use self::rest::RestRequest;
use crate::error::TransportError;
use reqwest::StatusCode;
use serde::de::DeserializeOwned;
use tracing::error;

/// Defines an abstract [`RestRequest`] that can be executed by a fully
/// configurable [`RestClient`](rest::client::RestClient).
pub mod rest;

/// Defines a configurable [`RequestSigner`](private::RequestSigner) that signs Http
/// [`RestRequest`] using venue specific logic.
pub mod private;

/// Defines a default [`BuildStrategy`] that builds a non-authenticated Http
/// [`RestRequest`] with no headers.
pub mod public;

/// Recovery action the [`RestClient`](rest::client::RestClient) takes after a
/// failed request, as classified by the [`HttpParser`] in use.
#[derive(Debug, Copy, Clone, Eq, PartialEq)]
pub enum Recovery {
    /// Do not retry. Configuration, authentication and client-request errors
    /// land here: retrying cannot succeed without operator intervention.
    Abort,

    /// Retry after an exponential backoff sleep (throttling, 5xx, network).
    Retry,

    /// Re-fetch the venue server time, re-align the local clock offset, and
    /// retry at most once.
    SyncClockAndRetry,
}

/// [`RestRequest`] build strategy for the API being interacted with.
///
/// An API that requires authenticated [`RestRequest`]s will likely utilise the
/// configurable [`RequestSigner`](private::RequestSigner) to sign requests
/// before building. An API that requires no authentication may just attach
/// query parameters and any mandatory `reqwest` headers.
///
/// The strategy owns parameter attachment entirely, so signed venues can
/// serialise parameters exactly once and guarantee the signature covers the
/// payload that is sent.
pub trait BuildStrategy {
    /// Use a [`RestRequest`] and [`reqwest::RequestBuilder`] to construct a
    /// [`reqwest::Request`] that is ready for executing.
    ///
    /// Takes the request by reference so the [`RestClient`](rest::client::RestClient)
    /// can rebuild (and re-sign with a fresh timestamp) on every retry attempt.
    fn build<Request>(
        &self,
        request: &Request,
        builder: reqwest::RequestBuilder,
    ) -> Result<reqwest::Request, TransportError>
    where
        Request: RestRequest;
}

/// Utilised by a [`RestClient`](rest::client::RestClient) to deserialise
/// [`RestRequest::Response`], and upon failure parses venue errors returned
/// from the server.
pub trait HttpParser {
    type ApiError: DeserializeOwned;
    type OutputError: From<TransportError> + std::fmt::Display;

    /// Attempt to parse a [`StatusCode`] & bytes payload into a deserialisable `Response`.
    fn parse<Response>(
        &self,
        status: StatusCode,
        payload: &[u8],
    ) -> Result<Response, Self::OutputError>
    where
        Response: DeserializeOwned,
    {
        // Attempt to deserialise reqwest::Response bytes into Ok(Response)
        let parse_ok_error = match serde_json::from_slice::<Response>(payload) {
            Ok(response) => return Ok(response),
            Err(serde_error) => serde_error,
        };

        // Attempt to deserialise API Error if Ok(Response) deserialisation failed
        let parse_api_error_error = match serde_json::from_slice::<Self::ApiError>(payload) {
            Ok(api_error) => return Err(self.parse_api_error(status, api_error)),
            Err(serde_error) => serde_error,
        };

        // A non-success status with an unrecognised body still carries the
        // status information needed for retry classification.
        if !status.is_success() {
            return Err(Self::OutputError::from(TransportError::HttpResponse(
                status,
                String::from_utf8_lossy(payload).into_owned(),
            )));
        }

        // Log errors if failed to deserialise reqwest::Response into Response or API Self::Error
        error!(
            status_code = ?status,
            ?parse_ok_error,
            ?parse_api_error_error,
            response_body = %String::from_utf8_lossy(payload),
            "error deserializing HTTP response"
        );

        Err(Self::OutputError::from(TransportError::DeserialiseBinary {
            error: parse_ok_error,
            payload: payload.to_vec(),
        }))
    }

    /// If [`parse`](Self::parse) fails to deserialise the `Ok(Response)`, this function parses
    /// the API [`Self::ApiError`] associated with the response.
    fn parse_api_error(&self, status: StatusCode, error: Self::ApiError) -> Self::OutputError;

    /// Classify an output error into the [`Recovery`] action the
    /// [`RestClient`](rest::client::RestClient) retry loop takes.
    fn recovery(&self, _error: &Self::OutputError) -> Recovery {
        Recovery::Abort
    }

    /// True if the error indicates the venue throttled us, in which case the
    /// client additionally penalises its token bucket refill interval.
    fn is_rate_violation(&self, _error: &Self::OutputError) -> bool {
        false
    }
}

==================================================

Work instructions → Take the lines from the first line of the listing to the line containing "to sign requests". Please print them exactly, ends included, with nothing else.

Answer for the task →
use self::rest::RestRequest;
use crate::error::TransportError;
use reqwest::StatusCode;
use serde::de::DeserializeOwned;
use tracing::error;

/// Defines an abstract [`RestRequest`] that can be executed by a fully
/// configurable [`RestClient`](rest::client::RestClient).
pub mod rest;

/// Defines a configurable [`RequestSigner`](private::RequestSigner) that signs Http
/// [`RestRequest`] using venue specific logic.
pub mod private;

/// Defines a default [`BuildStrategy`] that builds a non-authenticated Http
/// [`RestRequest`] with no headers.
pub mod public;

/// Recovery action the [`RestClient`](rest::client::RestClient) takes after a
/// failed request, as classified by the [`HttpParser`] in use.
#[derive(Debug, Copy, Clone, Eq, PartialEq)]
pub enum Recovery {
    /// Do not retry. Configuration, authentication and client-request errors
    /// land here: retrying cannot succeed without operator intervention.
    Abort,

    /// Retry after an exponential backoff sleep (throttling, 5xx, network).
    Retry,

    /// Re-fetch the venue server time, re-align the local clock offset, and
    /// retry at most once.
    SyncClockAndRetry,
}

/// [`RestRequest`] build strategy for the API being interacted with.
///
/// An API that requires authenticated [`RestRequest`]s will likely utilise the
/// configurable [`RequestSigner`](private::RequestSigner) to sign requests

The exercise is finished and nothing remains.